### [YOUR TASK]
Copy out exactly the lines from the first line of the material below through the line containing "use ratatui::style::Modifier;", and nothing beyond them.

### [EXCERPTED DATA]

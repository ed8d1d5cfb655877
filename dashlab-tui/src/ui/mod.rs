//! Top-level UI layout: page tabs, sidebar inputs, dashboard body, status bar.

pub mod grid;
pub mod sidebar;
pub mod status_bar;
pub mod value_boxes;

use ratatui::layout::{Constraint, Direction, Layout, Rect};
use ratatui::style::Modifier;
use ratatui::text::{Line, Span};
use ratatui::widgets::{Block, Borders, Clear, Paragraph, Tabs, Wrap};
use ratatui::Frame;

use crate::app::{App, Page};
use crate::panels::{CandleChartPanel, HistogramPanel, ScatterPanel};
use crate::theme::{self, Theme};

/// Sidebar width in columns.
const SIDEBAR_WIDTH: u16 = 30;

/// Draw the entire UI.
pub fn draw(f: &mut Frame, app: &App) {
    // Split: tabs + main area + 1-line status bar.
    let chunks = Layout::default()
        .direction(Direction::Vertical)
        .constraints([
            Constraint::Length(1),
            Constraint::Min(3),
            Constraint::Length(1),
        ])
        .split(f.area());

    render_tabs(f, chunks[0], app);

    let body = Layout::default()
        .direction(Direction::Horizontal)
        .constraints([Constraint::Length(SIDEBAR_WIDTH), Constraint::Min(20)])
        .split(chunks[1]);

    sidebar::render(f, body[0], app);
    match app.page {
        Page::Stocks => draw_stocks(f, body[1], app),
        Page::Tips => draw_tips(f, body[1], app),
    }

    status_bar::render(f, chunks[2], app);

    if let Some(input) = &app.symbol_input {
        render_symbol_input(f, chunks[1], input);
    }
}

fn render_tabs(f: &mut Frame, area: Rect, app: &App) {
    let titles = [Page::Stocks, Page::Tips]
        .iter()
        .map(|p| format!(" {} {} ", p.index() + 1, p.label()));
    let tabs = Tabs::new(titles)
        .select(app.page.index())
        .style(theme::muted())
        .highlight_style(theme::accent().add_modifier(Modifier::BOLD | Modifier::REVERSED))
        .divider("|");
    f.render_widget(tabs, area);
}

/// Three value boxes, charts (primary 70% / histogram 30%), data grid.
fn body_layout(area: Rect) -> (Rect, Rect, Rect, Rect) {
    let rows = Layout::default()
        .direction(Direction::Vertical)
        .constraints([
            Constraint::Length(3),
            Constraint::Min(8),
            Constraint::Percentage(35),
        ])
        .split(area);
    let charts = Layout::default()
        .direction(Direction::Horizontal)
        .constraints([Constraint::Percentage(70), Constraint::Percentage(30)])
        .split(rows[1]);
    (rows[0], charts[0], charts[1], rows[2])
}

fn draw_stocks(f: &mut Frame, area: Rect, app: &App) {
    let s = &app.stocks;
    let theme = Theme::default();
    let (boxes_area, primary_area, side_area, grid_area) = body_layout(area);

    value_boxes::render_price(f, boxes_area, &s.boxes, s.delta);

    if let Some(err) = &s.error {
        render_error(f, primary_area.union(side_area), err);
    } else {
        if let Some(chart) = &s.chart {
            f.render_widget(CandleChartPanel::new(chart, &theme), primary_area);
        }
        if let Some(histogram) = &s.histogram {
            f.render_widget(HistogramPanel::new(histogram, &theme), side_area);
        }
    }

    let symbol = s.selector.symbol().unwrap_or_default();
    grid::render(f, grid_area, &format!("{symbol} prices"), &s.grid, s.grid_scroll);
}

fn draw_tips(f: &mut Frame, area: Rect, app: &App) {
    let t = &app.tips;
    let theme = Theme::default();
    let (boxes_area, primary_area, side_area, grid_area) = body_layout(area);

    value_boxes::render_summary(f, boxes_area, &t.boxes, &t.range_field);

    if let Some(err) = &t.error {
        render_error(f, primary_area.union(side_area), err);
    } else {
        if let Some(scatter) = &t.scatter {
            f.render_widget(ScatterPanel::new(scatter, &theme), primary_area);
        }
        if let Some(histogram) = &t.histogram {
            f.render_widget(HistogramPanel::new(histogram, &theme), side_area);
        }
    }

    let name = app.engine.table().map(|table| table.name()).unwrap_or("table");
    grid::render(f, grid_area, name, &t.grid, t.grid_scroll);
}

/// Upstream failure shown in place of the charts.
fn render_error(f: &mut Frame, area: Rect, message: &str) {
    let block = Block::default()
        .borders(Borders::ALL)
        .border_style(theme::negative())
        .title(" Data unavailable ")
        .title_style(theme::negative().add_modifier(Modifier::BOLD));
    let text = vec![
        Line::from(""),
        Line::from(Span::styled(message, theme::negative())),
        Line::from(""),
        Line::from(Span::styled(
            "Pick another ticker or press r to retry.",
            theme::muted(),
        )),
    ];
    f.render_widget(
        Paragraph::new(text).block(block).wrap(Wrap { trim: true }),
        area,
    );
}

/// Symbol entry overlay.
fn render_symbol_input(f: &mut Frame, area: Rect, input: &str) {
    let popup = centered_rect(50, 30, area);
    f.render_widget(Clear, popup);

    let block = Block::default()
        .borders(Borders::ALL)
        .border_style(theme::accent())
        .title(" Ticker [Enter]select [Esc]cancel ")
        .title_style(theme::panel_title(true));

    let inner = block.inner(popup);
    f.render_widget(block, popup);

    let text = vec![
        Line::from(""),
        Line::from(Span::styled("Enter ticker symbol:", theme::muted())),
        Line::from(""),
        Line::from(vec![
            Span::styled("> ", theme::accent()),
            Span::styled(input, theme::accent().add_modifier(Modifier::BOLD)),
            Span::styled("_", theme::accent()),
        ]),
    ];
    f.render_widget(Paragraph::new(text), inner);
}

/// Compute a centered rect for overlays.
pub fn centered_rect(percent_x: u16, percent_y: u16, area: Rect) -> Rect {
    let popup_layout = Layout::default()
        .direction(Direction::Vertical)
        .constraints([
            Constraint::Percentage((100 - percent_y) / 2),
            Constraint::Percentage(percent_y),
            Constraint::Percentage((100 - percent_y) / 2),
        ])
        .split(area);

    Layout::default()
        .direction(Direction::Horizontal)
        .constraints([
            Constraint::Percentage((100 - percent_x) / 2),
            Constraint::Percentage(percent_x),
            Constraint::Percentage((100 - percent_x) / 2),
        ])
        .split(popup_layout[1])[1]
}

### [YOUR SOLUTION]
repository ed8d1d5cfb655877
filename dashlab-tui/src/ui/mod.rs
//! Top-level UI layout: page tabs, sidebar inputs, dashboard body, status bar.

pub mod grid;
pub mod sidebar;
pub mod status_bar;
pub mod value_boxes;

use ratatui::layout::{Constraint, Direction, Layout, Rect};
use ratatui::style::Modifier;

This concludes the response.